Unfortunately, the cable reception of the channel on which it was
broadcast hasn't been great lately: I recorded the film on VHS but I
decided not to keep it due to this factor; as it happened, the very
next day I watched the film, I found out that it was available on a
Region 2 DVD from Italy (featuring an interview with uncredited
scriptwriter Ernesto Gastaldi) - and, having been sufficiently
impressed, I decided to order it there and then, even if I knew that I
wouldn't be getting to the DVD for quite a while as I like to allow
some time between one viewing of a film and the next! A brief
parenthesis here: when I recently purchased a spate of Spaghetti
Westerns on Italian DVD, I opted not to order Sergio Sollima's FACE TO
FACE (1967), since I was under the impression that it was a bare-bones
affair; however, I've just learned that the disc actually contains an
interview with the director (as had been the case with THE BIG GUNDOWN
[1966], which I bought).
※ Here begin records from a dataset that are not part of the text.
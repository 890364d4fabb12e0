//! Field-level validation of query parameters.
//!
//! Rules are declared with `garde` on the parameter structs. Each rule
//! reports its failure as `tag` or `tag=param`, which becomes one
//! [`ValidationFailure`] in the 400 response body:
//!
//! ```json
//! [{"FailedField": "card", "Tag": "max", "Value": "45"}]
//! ```

use garde::{Report, Validate};
use serde::Serialize;
use swipe_core::swipe::{CARD_NUMBER_MAX_LEN, validate_card_number};

use crate::error::Error;

/// One failed rule on one field.
#[derive(Debug, Clone, PartialEq, Eq, Serialize)]
#[serde(rename_all = "PascalCase")]
pub struct ValidationFailure {
  /// Query parameter name.
  pub failed_field: String,
  /// Rule that failed: `required`, `notblank` or `max`.
  pub tag:          String,
  /// The rule's parameter, empty when it has none.
  pub value:        String,
}

/// Validate `params`, collecting every failure.
pub fn validate<T>(params: &T) -> Result<(), Error>
where
  T: Validate,
  T::Context: Default,
{
  params
    .validate()
    .map_err(|report| Error::Validation(failures(&report)))
}

fn failures(report: &Report) -> Vec<ValidationFailure> {
  report
    .iter()
    .map(|(path, error)| {
      let (tag, value) = error
        .message()
        .split_once('=')
        .unwrap_or((error.message(), ""));
      ValidationFailure {
        failed_field: path.to_string(),
        tag:          tag.to_owned(),
        value:        value.to_owned(),
      }
    })
    .collect()
}

// ─── Rules ───────────────────────────────────────────────────────────────────

/// Present, non-empty and not only whitespace.
pub fn required(value: &str, _: &()) -> garde::Result {
  if value.is_empty() {
    Err(garde::Error::new("required"))
  } else if value.trim().is_empty() {
    Err(garde::Error::new("notblank"))
  } else {
    Ok(())
  }
}

/// [`required`], and short enough for the `card_number` column.
pub fn card_number(value: &str, ctx: &()) -> garde::Result {
  required(value, ctx)?;
  match validate_card_number(value) {
    Ok(()) => Ok(()),
    Err(swipe_core::Error::BlankCardNumber) => Err(garde::Error::new("notblank")),
    Err(swipe_core::Error::CardNumberTooLong { .. }) => {
      Err(garde::Error::new(format!("max={CARD_NUMBER_MAX_LEN}")))
    }
  }
}
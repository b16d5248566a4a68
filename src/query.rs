/// Joins query items with `joiner`, without a trailing separator.
pub fn join<S: AsRef<str>>(items: &[S], joiner: &str) -> String {
    let mut joined = String::new();
    for (i, item) in items.iter().enumerate() {
        if i > 0 {
            joined.push_str(joiner);
        }
        joined.push_str(item.as_ref());
    }
    joined
}

/// Combines the fixed query with extra parameters, skipping empty parts.
pub fn build(fixed: &str, extra: &[String]) -> String {
    let extra = join(extra, "&");
    match (fixed.is_empty(), extra.is_empty()) {
        (true, _) => extra,
        (false, true) => fixed.to_string(),
        (false, false) => format!("{}&{}", fixed, extra),
    }
}

#[cfg(test)]
mod tests {
    use super::*;

    #[test]
    fn test_join_empty() {
        let items: [&str; 0] = [];
        assert_eq!(join(&items, "&"), "");
    }

    #[test]
    fn test_join_single() {
        assert_eq!(join(&["level=3"], "&"), "level=3");
    }

    #[test]
    fn test_join_many() {
        assert_eq!(join(&["a=1", "b=2", "c=3"], "&"), "a=1&b=2&c=3");
        assert_eq!(join(&["x", "y"], ", "), "x, y");
    }

    #[test]
    fn test_build_fixed_only() {
        assert_eq!(build("key=abc", &[]), "key=abc");
    }

    #[test]
    fn test_build_fixed_and_extra() {
        let extra = vec!["page=2".to_string(), "limit=10".to_string()];
        assert_eq!(build("key=abc", &extra), "key=abc&page=2&limit=10");
    }

    #[test]
    fn test_build_extra_only() {
        let extra = vec!["page=2".to_string()];
        assert_eq!(build("", &extra), "page=2");
    }

    #[test]
    fn test_build_nothing() {
        assert_eq!(build("", &[]), "");
    }
}
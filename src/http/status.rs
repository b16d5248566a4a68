//! Transport-level outcome of a request and its classification from reqwest errors.

use std::error::Error as StdError;
use std::fmt;

use serde::{Deserialize, Serialize};

/// How far a request got before it completed or failed.
#[derive(Debug, Clone, Copy, PartialEq, Eq, Hash, Default, Serialize, Deserialize)]
pub enum ConnectionStatus {
    /// The server replied with a success status
    #[default]
    Success,
    /// The server replied, but with a non-2xx status
    ProtocolError,
    /// The host name could not be resolved
    NameResolutionFailure,
    /// No connection could be established
    ConnectFailure,
    /// The request did not complete in time
    Timeout,
    /// Sending the request (headers or body) failed
    SendFailure,
    /// Reading the response failed
    ReceiveFailure,
    /// Anything that happened outside the transport
    UnknownError,
}

impl ConnectionStatus {
    /// True when a response was received from the server.
    pub fn reached_server(self) -> bool {
        matches!(self, ConnectionStatus::Success | ConnectionStatus::ProtocolError)
    }
}

impl fmt::Display for ConnectionStatus {
    fn fmt(&self, f: &mut fmt::Formatter<'_>) -> fmt::Result {
        let name = match self {
            ConnectionStatus::Success => "Success",
            ConnectionStatus::ProtocolError => "ProtocolError",
            ConnectionStatus::NameResolutionFailure => "NameResolutionFailure",
            ConnectionStatus::ConnectFailure => "ConnectFailure",
            ConnectionStatus::Timeout => "Timeout",
            ConnectionStatus::SendFailure => "SendFailure",
            ConnectionStatus::ReceiveFailure => "ReceiveFailure",
            ConnectionStatus::UnknownError => "UnknownError",
        };
        f.write_str(name)
    }
}

/// Maps a reqwest error onto the connection status it represents.
pub fn classify_error(error: &reqwest::Error) -> ConnectionStatus {
    if error.is_timeout() {
        return ConnectionStatus::Timeout;
    }

    // DNS failures surface from the connector, so check them before is_connect()
    if is_dns_error(error) {
        return ConnectionStatus::NameResolutionFailure;
    }

    if error.is_connect() {
        return ConnectionStatus::ConnectFailure;
    }

    if error.is_body() || error.is_decode() {
        return ConnectionStatus::ReceiveFailure;
    }

    if error.is_request() || error.is_redirect() {
        return ConnectionStatus::SendFailure;
    }

    ConnectionStatus::UnknownError
}

fn is_dns_error(error: &reqwest::Error) -> bool {
    let mut source: Option<&(dyn StdError + 'static)> = error.source();
    while let Some(err) = source {
        let msg = err.to_string().to_lowercase();
        if msg.contains("dns error") || msg.contains("failed to lookup address") {
            return true;
        }
        source = err.source();
    }
    false
}
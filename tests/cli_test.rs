use assert_cmd::Command;
use assert_cmd::cargo;
use mockito::{Matcher, Server};
use predicates::prelude::*;
use std::io::Write;

fn game_rest(endpoint: &str) -> Command {
    let mut cmd = Command::new(cargo::cargo_bin!("game-rest"));
    cmd.env_remove("GAME_REST_TOKEN")
        .env_remove("GAME_REST_QUERY")
        .env("GAME_REST_ENDPOINT", endpoint);
    cmd
}

#[test]
fn test_get_prints_body() {
    let mut server = Server::new();
    let _mock = server
        .mock("GET", "/scores?key=abc&page=2")
        .with_status(200)
        .with_header("content-type", "application/json")
        .with_body(r#"{"scores": [10, 20]}"#)
        .create();

    game_rest(&server.url())
        .args(["--query", "key=abc", "get", "/scores", "page=2"])
        .assert()
        .success()
        .stdout(predicate::str::contains(r#"{"scores": [10, 20]}"#));
}

#[test]
fn test_get_failure_prints_diagnostics() {
    let mut server = Server::new();
    let _mock = server.mock("GET", "/missing").with_status(404).create();

    game_rest(&server.url())
        .args(["get", "/missing"])
        .assert()
        .failure()
        .stderr(predicate::str::contains(r#""statusCode":"404""#))
        .stderr(predicate::str::contains(r#""connectionStatus":"ProtocolError""#));
}

#[test]
fn test_get_unauthorized_reports_rejected_token() {
    let mut server = Server::new();
    let _mock = server
        .mock("GET", "/me")
        .match_header("authorization", "Bearer stale")
        .with_status(401)
        .create();

    game_rest(&server.url())
        .env("GAME_REST_TOKEN", "stale")
        .args(["--require-auth", "get", "/me"])
        .assert()
        .failure()
        .stderr(predicate::str::contains("auth token was rejected"));
}

#[test]
fn test_require_auth_without_token_fails_before_request() {
    let mut server = Server::new();
    let mock = server.mock("GET", Matcher::Any).expect(0).create();

    game_rest(&server.url())
        .args(["--require-auth", "get", "/me"])
        .assert()
        .failure()
        .stderr(predicate::str::contains("auth token is required"));

    mock.assert();
}

#[test]
fn test_post_file_body() {
    let mut server = Server::new();
    let mock = server
        .mock("POST", "/scores")
        .match_header("x-client-version", "2")
        .match_header("content-type", "application/json")
        .match_body(Matcher::JsonString(r#"{"points": 99}"#.to_string()))
        .with_status(201)
        .with_body(r#"{"id": 1}"#)
        .create();

    let mut file = tempfile::NamedTempFile::new().unwrap();
    write!(file, r#"{{"points": 99}}"#).unwrap();

    game_rest(&server.url())
        .args(["post", "/scores", "--file"])
        .arg(file.path())
        .assert()
        .success()
        .stdout(predicate::str::contains(r#"{"id": 1}"#));

    mock.assert();
}

#[test]
fn test_missing_endpoint_fails() {
    let mut cmd = Command::new(cargo::cargo_bin!("game-rest"));
    cmd.env_remove("GAME_REST_ENDPOINT")
        .args(["get", "/scores"])
        .assert()
        .failure()
        .stderr(predicate::str::contains("End point URL not specified"));
}

#[test]
fn test_connection_failure_prints_diagnostics() {
    let listener = std::net::TcpListener::bind("127.0.0.1:0").unwrap();
    let addr = listener.local_addr().unwrap();
    drop(listener);

    game_rest(&format!("http://{}", addr))
        .args(["get", "/scores"])
        .assert()
        .failure()
        .stderr(predicate::str::contains(r#""connectionStatus":"ConnectFailure""#))
        .stderr(predicate::str::contains("could not be reached"));
}
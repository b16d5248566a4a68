use std::{
    process::Command,
    time::{SystemTime, UNIX_EPOCH},
};

fn main() {
    println!("cargo:rerun-if-changed=.git/HEAD");
    println!("cargo:rerun-if-changed=.git/index");

    let output = Command::new("git")
        .args(["describe", "--tags", "--always", "--dirty"])
        .output();

    let version = match output {
        Ok(o) if o.status.success() => {
            let git_output = String::from_utf8(o.stdout)
                .unwrap_or_default()
                .trim()
                .to_string();

            // "v1.0.0" -> "1.0.0"
            let version = git_output.strip_prefix('v').unwrap_or(&git_output);

            if version.ends_with("-dirty") || version.is_empty() {
                format!("{}-{}", version, timestamp())
            } else {
                version.to_string()
            }
        }
        _ => format!("0.0.0-unknown-{}", timestamp()),
    };

    println!("cargo:rustc-env=GAME_REST_VERSION={}", version);
}

fn timestamp() -> u64 {
    SystemTime::now()
        .duration_since(UNIX_EPOCH)
        .map(|d| d.as_secs())
        .unwrap_or_default()
}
It did seem baffling to me that Sollima
wouldn't offer similar contribution to that film's DVD edition when he
actually considered FACE TO FACE as his favorite work (as per the
director's talent bio included on the Blue Underground Region 1 disc of
yet another Sollima Spaghetti Western - RUN, MAN, RUN [1968]); the
trouble is that I loved THE BIG GUNDOWN so much that I followed it with
a viewing of FACE TO FACE via the recording I owned made off Italian
TV! I did order the DVD of that film now - especially since it's still
discounted - but as I said with respect to a second look at THE PRICE
OF POWER (although I may still check out Sollima's interview when the
disc arrives)...
O.K., rant over: the film under review is quite an unusual Spaghetti
Western and a very interesting, indeed ambitious one at that, being a
transposition of the JFK assassination case to an Old West setting!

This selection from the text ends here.